Expression pattern of HpCytP450-like1 and HpWRKY44 during fruit pulp coloration. Fruits were sampled at 16^th, 21^st, 26^th, 30^th, 35^th, 40^th and 49^th days after artificial pollination (DAAP). The expression level of each gene is expressed as a ratio relative to 16 DAAP, which was set at 1. Each value represents the mean±s.e.m. of three replicates (n=3).

Figure 4

Subcellular localization of HpWRKY44 in tobacco leaves. Agrobacterium tumefaciens carrying HpWRKY44-GFP or a GFP positive control vector were infiltrated into tobacco leaves. After 48 h, the fluorescence of HpWRKY44-GFP protein was localized exclusively in the nucleus, while the fluorescence of the GFP positive control was distributed in both the nucleus and cytoplasm. Bar=30 μm.

Figure 5

Analysis of transcriptional activity of HpWRKY44. (a) Reporter and effector constructs. The dual luciferase reporter construct contained the firefly luciferase (LUC) reporter gene fused with five copies of the GAL4 DNA-binding element (5×GAL4) plus the mini-35S (TATA box). The Renilla luciferase (REN) driven by CaMV 35S in the same vector was used as an internal control.
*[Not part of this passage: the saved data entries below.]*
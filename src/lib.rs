//! Meridian DNS - geo-aware service routing across a federation of edge
//! clusters.
//!
//! Each edge cluster runs an instance; together they form a tree, with edge
//! sites pointing at upstream edge sites. When a client asks for a service
//! name, the resolver answers with the IP of the cluster best suited to
//! serve it: this one if the service runs locally, otherwise the known peer
//! site closest by great-circle distance, otherwise whatever the upstream
//! federation says.
//!
//! ## Architecture
//!
//! ```text
//! ┌────────────────────────────────────────────────────────────────┐
//! │                         meridian-dns                           │
//! │                                                                │
//! │  ┌───────────────┐   ┌───────────────┐   ┌─────────────────┐  │
//! │  │ Push endpoint │──▶│ Service table │   │ Local services  │  │
//! │  │ (HTTP, peers) │   │ (in-memory)   │   │ (watcher-fed)   │  │
//! │  └───────────────┘   └───────┬───────┘   └────────┬────────┘  │
//! │                              │                    │           │
//! │                              ▼                    ▼           │
//! │  UDP/TCP :53 ──▶ handler ──▶ ┌────────────────────────┐       │
//! │                              │      EdgeEngine        │       │
//! │                              │ local / redirect /     │       │
//! │                              │ forward decision       │       │
//! │                              └───────────┬────────────┘       │
//! │                                          │                    │
//! │                              ┌───────────▼────────────┐       │
//! │                              │ Proxy pool (UDP/TCP/   │       │
//! │                              │ TLS, probes, failover) │──▶ upstream
//! │                              └────────────────────────┘       │
//! └────────────────────────────────────────────────────────────────┘
//! ```
//!
//! ## Resolution
//!
//! ```text
//! svc.edge.example A?
//!   → outside base domain / ignored   → fall through
//!   → no relay marker + runs locally  → own IP, authoritative
//!   → known peer sites in the table   → closest site's IP, authoritative
//!   → otherwise                       → tag with own location, forward up
//! ```
//!
//! ## Example Usage
//!
//! ```rust,ignore
//! use meridian_dns::{EdgeConfig, EdgeServer};
//! use tokio_util::sync::CancellationToken;
//!
//! #[tokio::main]
//! async fn main() {
//!     let config: EdgeConfig = load_config();
//!
//!     let shutdown = CancellationToken::new();
//!     let server = EdgeServer::new(config);
//!     server.run(shutdown).await.unwrap();
//! }
//! ```

#![warn(missing_docs)]

pub mod config;
pub mod engine;
pub mod error;
pub mod geo;
pub mod handler;
pub mod metrics;
pub mod policy;
pub mod pool;
pub mod proxy;
pub mod push;
pub mod server;
pub mod table;
pub mod telemetry;

// Re-export main types
pub use config::{Config, EdgeConfig, SiteConfig, TelemetryConfig};
pub use engine::{ClientInfo, EdgeEngine, Forwarder, ReplySource, RouteDecision};
pub use error::{EdgeError, ForwardError};
pub use geo::Point;
pub use server::EdgeServer;
pub use table::{LocalServices, ServiceTable, Site};
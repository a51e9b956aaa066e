//! Warm upstream connection pool.
//!
//! Connections handed out by [`ConnPool::checkout`] are exclusively owned by
//! the caller until returned with [`ConnPool::yield_conn`] or dropped. The
//! pool mutex is never held across I/O.

use parking_lot::Mutex;
use std::collections::HashMap;
use std::time::{Duration, Instant};
use tokio::net::{TcpStream, UdpSocket};
use tokio_rustls::client::TlsStream;

/// Upstream transport protocol.
#[derive(Debug, Clone, Copy, PartialEq, Eq, Hash)]
pub enum Proto {
    /// Plain DNS over UDP.
    Udp,
    /// Plain DNS over TCP.
    Tcp,
    /// DNS over TLS.
    Tls,
}

impl Proto {
    /// Wire-protocol label used in logs and metrics.
    pub fn name(self) -> &'static str {
        match self {
            Proto::Udp => "udp",
            Proto::Tcp => "tcp",
            Proto::Tls => "tcp-tls",
        }
    }
}

/// One upstream connection. UDP sockets are connected to the upstream and may
/// be reused indefinitely; stream connections can be closed remotely, which
/// the caller observes as EOF on read.
#[derive(Debug)]
pub enum Conn {
    /// A connected UDP socket.
    Udp(UdpSocket),
    /// A TCP stream.
    Tcp(TcpStream),
    /// A TLS stream over TCP.
    Tls(Box<TlsStream<TcpStream>>),
}

impl Conn {
    /// The protocol this connection speaks.
    pub fn proto(&self) -> Proto {
        match self {
            Conn::Udp(_) => Proto::Udp,
            Conn::Tcp(_) => Proto::Tcp,
            Conn::Tls(_) => Proto::Tls,
        }
    }
}

struct Idle {
    conn: Conn,
    since: Instant,
}

/// Per-protocol pool of warm connections with idle expiry.
pub struct ConnPool {
    idle: Mutex<HashMap<Proto, Vec<Idle>>>,
    expire: Duration,
}

impl ConnPool {
    /// Create a pool evicting connections idle longer than `expire`.
    pub fn new(expire: Duration) -> Self {
        Self {
            idle: Mutex::new(HashMap::new()),
            expire,
        }
    }

    /// Take a warm connection for `proto`, discarding any expired ones found
    /// along the way. Returns `None` when nothing usable is pooled.
    pub fn checkout(&self, proto: Proto) -> Option<Conn> {
        let mut idle = self.idle.lock();
        let list = idle.get_mut(&proto)?;
        while let Some(entry) = list.pop() {
            if entry.since.elapsed() < self.expire {
                return Some(entry.conn);
            }
        }
        None
    }

    /// Return a connection to the pool, timestamped now.
    pub fn yield_conn(&self, conn: Conn) {
        let proto = conn.proto();
        let mut idle = self.idle.lock();
        idle.entry(proto).or_default().push(Idle {
            conn,
            since: Instant::now(),
        });
    }

    /// Drop every idle connection past the expire window. Returns how many
    /// were evicted.
    pub fn reap(&self) -> usize {
        let mut idle = self.idle.lock();
        let mut evicted = 0;
        for list in idle.values_mut() {
            let before = list.len();
            list.retain(|entry| entry.since.elapsed() < self.expire);
            evicted += before - list.len();
        }
        evicted
    }

    /// Drop every idle connection.
    pub fn drain(&self) {
        self.idle.lock().clear();
    }

    /// Number of idle connections currently pooled.
    pub fn idle_count(&self) -> usize {
        self.idle.lock().values().map(|l| l.len()).sum()
    }
}
//! Metrics instrumentation for meridian-dns.
//!
//! All metrics are prefixed with `meridian_dns.`

use metrics::{counter, gauge, histogram};
use std::time::Instant;

/// Record a routed DNS query.
pub fn record_query(outcome: QueryOutcome, duration: std::time::Duration) {
    let outcome_str = match outcome {
        QueryOutcome::LocalHit => "local_hit",
        QueryOutcome::Redirect => "redirect",
        QueryOutcome::Forwarded => "forwarded",
        QueryOutcome::Fallthrough => "fallthrough",
        QueryOutcome::FormErr => "formerr",
        QueryOutcome::ServFail => "servfail",
    };

    counter!("meridian_dns.query.count", "outcome" => outcome_str).increment(1);
    histogram!("meridian_dns.query.duration.seconds", "outcome" => outcome_str)
        .record(duration.as_secs_f64());
}

/// How a query was resolved, for metrics.
#[derive(Debug, Clone, Copy)]
pub enum QueryOutcome {
    /// Answered with this cluster's own IP.
    LocalHit,
    /// Answered with the closest peer site's IP.
    Redirect,
    /// Answered from an upstream resolver.
    Forwarded,
    /// Outside the base domain, ignored, or no upstream available.
    Fallthrough,
    /// Upstream reply failed question validation.
    FormErr,
    /// All upstreams failed.
    ServFail,
}

/// Record the result of one upstream liveness probe.
pub fn record_probe(upstream: &str, healthy: bool) {
    let result = if healthy { "ok" } else { "fail" };
    counter!("meridian_dns.probe.count", "upstream" => upstream.to_string(), "result" => result)
        .increment(1);
}

/// Record a forwarding attempt against one upstream.
pub fn record_forward(upstream: &str, ok: bool) {
    let result = if ok { "ok" } else { "error" };
    counter!("meridian_dns.forward.count", "upstream" => upstream.to_string(), "result" => result)
        .increment(1);
}

/// Record a service-table push.
pub fn record_table_push(ok: bool) {
    let result = if ok { "ok" } else { "rejected" };
    counter!("meridian_dns.table.push.count", "result" => result).increment(1);
}

/// Record table size gauges (call periodically or on change).
pub fn record_table_counts(services: usize, sites: usize) {
    gauge!("meridian_dns.table.services.count").set(services as f64);
    gauge!("meridian_dns.table.sites.count").set(sites as f64);
}

/// Record the size of the local service set.
pub fn record_local_services(count: usize) {
    gauge!("meridian_dns.local_services.count").set(count as f64);
}

/// Record the failure counter of one upstream.
pub fn record_proxy_fails(upstream: &str, fails: u32) {
    gauge!("meridian_dns.proxy.fails", "upstream" => upstream.to_string()).set(fails as f64);
}

/// Helper for timing operations.
pub struct Timer {
    start: Instant,
}

impl Timer {
    /// Start a new timer.
    pub fn start() -> Self {
        Self {
            start: Instant::now(),
        }
    }

    /// Get elapsed duration since timer start.
    pub fn elapsed(&self) -> std::time::Duration {
        self.start.elapsed()
    }
}
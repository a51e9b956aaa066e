//! Shared test infrastructure for routing and forwarding integration tests.

use std::io;
use std::net::SocketAddr;
use std::sync::{Arc, Mutex, OnceLock};
use std::time::Duration;

use async_trait::async_trait;
use hickory_proto::op::{Message, MessageType, OpCode, Query, ResponseCode};
use hickory_proto::rr::{DNSClass, Name, RData, Record, RecordType};
use hickory_proto::serialize::binary::{BinDecodable, BinDecoder, BinEncoder};
use hickory_server::authority::{MessageRequest, MessageResponse};
use hickory_server::proto::xfer::Protocol;
use hickory_server::server::{Request, RequestHandler, ResponseHandler, ResponseInfo};
use tokio::io::{AsyncReadExt, AsyncWriteExt};
use tokio::net::{TcpListener, UdpSocket};

use meridian_dns::config::{EdgeConfig, SiteConfig};
use meridian_dns::engine::EdgeEngine;
use meridian_dns::geo::{self, Point};
use meridian_dns::handler::EdgeHandler;
use meridian_dns::policy::PolicyKind;
use meridian_dns::proxy::{Proxy, ProxyOptions};
use meridian_dns::table::{LocalServices, ServiceTable, Site};

// --- Constants ---

pub const OWN_IP: &str = "10.1.2.3";
pub const OWN_POINT: Point = Point { lat: 55.0, lon: 13.0 };
pub const CLIENT_SRC: &str = "192.168.7.9:41953";

// --- TestResponseHandler ---

/// Single-shot capture of the DNS response a handler call emits.
///
/// Every test here drives `RequestHandler::handle_request()` exactly once
/// per request, so the handler stores at most one response; a second
/// `send_response` through the same capture panics. The response is
/// serialized with `MessageResponse::destructive_emit()` and parsed back
/// from wire format for assertions.
#[derive(Clone, Default)]
pub struct TestResponseHandler {
    wire: Arc<OnceLock<Vec<u8>>>,
}

impl TestResponseHandler {
    pub fn new() -> Self {
        Self::default()
    }

    /// Parse the captured wire bytes into a `Message` for assertions.
    pub fn into_message(self) -> Message {
        let wire = self.wire.get().expect("no response was captured");
        Message::from_vec(wire).expect("failed to parse captured DNS response")
    }
}

#[async_trait]
impl ResponseHandler for TestResponseHandler {
    async fn send_response<'a>(
        &mut self,
        response: MessageResponse<
            '_,
            'a,
            impl Iterator<Item = &'a Record> + Send + 'a,
            impl Iterator<Item = &'a Record> + Send + 'a,
            impl Iterator<Item = &'a Record> + Send + 'a,
            impl Iterator<Item = &'a Record> + Send + 'a,
        >,
    ) -> io::Result<ResponseInfo> {
        let mut wire = Vec::new();
        let mut encoder = BinEncoder::new(&mut wire);
        encoder.set_max_size(u16::MAX);
        let info = response
            .destructive_emit(&mut encoder)
            .map_err(|e| io::Error::new(io::ErrorKind::Other, e))?;
        self.wire
            .set(wire)
            .expect("handler emitted more than one response");
        Ok(info)
    }
}

// --- Config / engine builders ---

pub fn test_config() -> EdgeConfig {
    EdgeConfig {
        listen_addr: "127.0.0.1:5353".parse().unwrap(),
        base_domain: ".".to_string(),
        site: SiteConfig {
            ip: OWN_IP.parse().unwrap(),
            coords: OWN_POINT,
        },
        upstreams: Vec::new(),
        policy: PolicyKind::Random,
        except: Vec::new(),
        max_fails: 2,
        expire: 10,
        force_tcp: false,
        timeout: 1,
        dial_timeout: 1,
        health_interval_ms: 60_000,
        tls: None,
        tls_servername: None,
        push_addr: None,
        dns_debug: false,
        service_debug: false,
    }
}

/// Fast timeouts for tests that exercise failing upstreams.
pub fn fast_proxy_opts() -> ProxyOptions {
    ProxyOptions {
        timeout: Duration::from_millis(400),
        dial_timeout: Duration::from_millis(400),
        expire: Duration::from_secs(10),
    }
}

pub fn build_proxy(addr: SocketAddr) -> Arc<Proxy> {
    Proxy::new(addr, None, fast_proxy_opts())
}

pub fn build_handler(
    config: EdgeConfig,
    table: ServiceTable,
    local: LocalServices,
    proxies: Vec<Arc<Proxy>>,
) -> EdgeHandler {
    let engine = EdgeEngine::new(&config, table, local, proxies).expect("failed to build engine");
    EdgeHandler::new(Arc::new(engine))
}

pub fn site(ip: &str, lat: f64, lon: f64) -> Site {
    Site {
        ip: ip.parse().unwrap(),
        coords: Point::new(lat, lon),
    }
}

// --- Query/Request construction ---

/// Build wire-format bytes for a DNS query, optionally tagged with a
/// location marker in the additional section.
pub fn build_query_bytes(
    name: &str,
    record_type: RecordType,
    id: u16,
    marker: Option<Point>,
) -> Vec<u8> {
    let mut msg = Message::new();
    msg.set_id(id);
    msg.set_message_type(MessageType::Query);
    msg.set_op_code(OpCode::Query);
    msg.set_recursion_desired(true);
    let mut query = Query::new();
    query.set_name(Name::from_ascii(name).unwrap());
    query.set_query_type(record_type);
    query.set_query_class(DNSClass::IN);
    msg.add_query(query);
    if let Some(point) = marker {
        msg.add_additional(geo::encode_marker(point));
    }
    msg.to_vec().unwrap()
}

/// Parse wire bytes into a MessageRequest.
pub fn parse_message_request(bytes: &[u8]) -> MessageRequest {
    let mut decoder = BinDecoder::new(bytes);
    MessageRequest::read(&mut decoder).expect("failed to parse MessageRequest")
}

/// Build a full `Request` with a crafted source address.
pub fn build_request(bytes: &[u8], src: SocketAddr) -> Request {
    let msg = parse_message_request(bytes);
    Request::new(msg, src, Protocol::Udp)
}

/// Execute a query through the handler and return the parsed response.
pub async fn execute_query(
    handler: &EdgeHandler,
    name: &str,
    record_type: RecordType,
    marker: Option<Point>,
) -> Message {
    let bytes = build_query_bytes(name, record_type, 7321, marker);
    let request = build_request(&bytes, CLIENT_SRC.parse().unwrap());
    let capture = TestResponseHandler::new();
    handler.handle_request(&request, capture.clone()).await;
    capture.into_message()
}

// --- Response helpers ---

/// Extract A addresses from a response.
pub fn extract_a_ips(msg: &Message) -> Vec<std::net::Ipv4Addr> {
    msg.answers()
        .iter()
        .filter_map(|r| match r.data() {
            RData::A(a) => Some(std::net::Ipv4Addr::from(*a)),
            _ => None,
        })
        .collect()
}

/// Assert response code.
pub fn assert_response_code(msg: &Message, expected: ResponseCode) {
    assert_eq!(
        msg.response_code(),
        expected,
        "expected {:?}, got {:?}",
        expected,
        msg.response_code()
    );
}

/// Assert an authoritative single-answer A response with the expected IP.
pub fn assert_authoritative_a(msg: &Message, expected_ip: &str) {
    assert_response_code(msg, ResponseCode::NoError);
    assert!(msg.authoritative(), "AA flag not set");
    let ips = extract_a_ips(msg);
    assert_eq!(ips.len(), 1, "expected exactly one A answer: {:?}", ips);
    assert_eq!(ips[0], expected_ip.parse::<std::net::Ipv4Addr>().unwrap());
}

// --- Mock upstream servers ---

/// Queries received by a mock upstream, as parsed messages.
pub type ReceivedQueries = Arc<Mutex<Vec<Message>>>;

fn answer_for(query: &Message, answer_ip: std::net::Ipv4Addr) -> Message {
    let mut reply = Message::new();
    reply.set_id(query.id());
    reply.set_message_type(MessageType::Response);
    reply.set_op_code(query.op_code());
    reply.set_recursion_desired(query.recursion_desired());
    reply.set_recursion_available(true);
    reply.set_response_code(ResponseCode::NoError);
    for q in query.queries() {
        reply.add_query(q.clone());

        let mut record = Record::from_rdata(q.name().clone(), 30, RData::A(answer_ip.into()));
        record.set_dns_class(DNSClass::IN);
        reply.add_answer(record);
    }
    reply
}

/// Spawn a UDP upstream that answers every query with one A record and
/// records the queries it received.
pub async fn spawn_answering_upstream(
    answer_ip: std::net::Ipv4Addr,
) -> (SocketAddr, ReceivedQueries) {
    let socket = UdpSocket::bind("127.0.0.1:0").await.unwrap();
    let addr = socket.local_addr().unwrap();
    let received: ReceivedQueries = Arc::new(Mutex::new(Vec::new()));

    let seen = Arc::clone(&received);
    tokio::spawn(async move {
        let mut buf = [0u8; 4096];
        loop {
            let Ok((n, src)) = socket.recv_from(&mut buf).await else {
                return;
            };
            let Ok(query) = Message::from_vec(&buf[..n]) else {
                continue;
            };
            let reply = answer_for(&query, answer_ip);
            seen.lock().unwrap().push(query);
            let _ = socket.send_to(&reply.to_vec().unwrap(), src).await;
        }
    });

    (addr, received)
}

/// Spawn a UDP upstream that answers with the wrong question name, to
/// exercise reply validation.
pub async fn spawn_mismatching_upstream() -> SocketAddr {
    let socket = UdpSocket::bind("127.0.0.1:0").await.unwrap();
    let addr = socket.local_addr().unwrap();

    tokio::spawn(async move {
        let mut buf = [0u8; 4096];
        loop {
            let Ok((n, src)) = socket.recv_from(&mut buf).await else {
                return;
            };
            let Ok(query) = Message::from_vec(&buf[..n]) else {
                continue;
            };
            let mut reply = Message::new();
            reply.set_id(query.id());
            reply.set_message_type(MessageType::Response);
            reply.set_response_code(ResponseCode::NoError);
            reply.add_query(Query::query(
                Name::from_ascii("unrelated.example.").unwrap(),
                RecordType::A,
            ));
            let _ = socket.send_to(&reply.to_vec().unwrap(), src).await;
        }
    });

    addr
}

/// Spawn a UDP upstream that answers probes with garbage bytes, driving the
/// failure counter up.
pub async fn spawn_garbage_upstream() -> SocketAddr {
    let socket = UdpSocket::bind("127.0.0.1:0").await.unwrap();
    let addr = socket.local_addr().unwrap();

    tokio::spawn(async move {
        let mut buf = [0u8; 4096];
        loop {
            let Ok((_, src)) = socket.recv_from(&mut buf).await else {
                return;
            };
            let _ = socket.send_to(&[0xba, 0xad], src).await;
        }
    });

    addr
}

/// Spawn a TCP upstream that closes its first connection without replying
/// (EOF for the client) and answers correctly on every later connection.
pub async fn spawn_eof_then_answering_tcp_upstream(
    answer_ip: std::net::Ipv4Addr,
) -> SocketAddr {
    let listener = TcpListener::bind("127.0.0.1:0").await.unwrap();
    let addr = listener.local_addr().unwrap();

    tokio::spawn(async move {
        let mut first = true;
        loop {
            let Ok((mut stream, _)) = listener.accept().await else {
                return;
            };
            if first {
                first = false;
                // Read the request, then slam the connection shut.
                let mut len_buf = [0u8; 2];
                let _ = stream.read_exact(&mut len_buf).await;
                let len = u16::from_be_bytes(len_buf) as usize;
                let mut body = vec![0u8; len];
                let _ = stream.read_exact(&mut body).await;
                drop(stream);
                continue;
            }

            tokio::spawn(async move {
                loop {
                    let mut len_buf = [0u8; 2];
                    if stream.read_exact(&mut len_buf).await.is_err() {
                        return;
                    }
                    let len = u16::from_be_bytes(len_buf) as usize;
                    let mut body = vec![0u8; len];
                    if stream.read_exact(&mut body).await.is_err() {
                        return;
                    }
                    let Ok(query) = Message::from_vec(&body) else {
                        return;
                    };
                    let reply = answer_for(&query, answer_ip).to_vec().unwrap();
                    let frame_len = (reply.len() as u16).to_be_bytes();
                    if stream.write_all(&frame_len).await.is_err() {
                        return;
                    }
                    if stream.write_all(&reply).await.is_err() {
                        return;
                    }
                    let _ = stream.flush().await;
                }
            });
        }
    });

    addr
}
The effector plasmid contained the HpWRKY44 gene fused to the yeast GAL4 DNA-binding domain (GAL4BD) driven by CaMV35S, CPMV, (Cowpea mosaic virus). (b) Transcriptional activation activity of HpWRKY44. The trans-activation ability of HpWRKY44 was assessed as the ratio of LUC to REN. Each presented value represents the mean±s.e.m. six biological replicates (n=6). The ratio of LUC/REN of the empty pBD vector was used as calibrator and set at 1. ** indicates a significant difference between the sample (transcriptional activator vector) and the control (empty pBD vector) at P<0.01, based on the Student’s t-test.

Figure 6

Electrophoretic mobility shift assay (EMSA) demonstrating the in vitro binding of HpWRKY44 to a W-box element and the HpCytP450-like1 promoter containing a W-box element. (a) SDS–PAGE gel stained with Coomassie blue demonstrating affinity purification of the recombinant HpWRKY44 protein used for the EMSA. (b) EMSA. Biotin-labeled DNA probe from the promoter or mutant probe was incubated with GST-HpWRKY44 protein, and the DNA-protein complexes were separated on a 6% native polyacrylamide gel. GST protein alone was used as the negative control.+or ++ indicate increasing amounts of unlabeled or mutant probe used for competition and testing of binding specificity. Arrows indicate the position of the shifted bands.

Figure 7

HpWRKY44 directly activates the expression of HpCytP450-like1. (a) Diagrammatic illustrations of the reporter and effector constructs used in the transient dual-luciferase reporter assay in tobacco leaves. LUC, firefly luciferase; REN, renilla luciferase; CPMV, Cowpea mosaic virus. (b) HpWRKY44 trans-activates the HpCytP450-like1 promoter. The activation was assessed by the ratio of LUC to REN. The ratio of LUC/REN of the empty vector plus promoter was used as a calibrator and set at 1. Each presented value represents the mean±s.e.m. six biological replicates (n=6). ** Indicates statistically significant differences at P<0.01, as determined by Student’s t-test.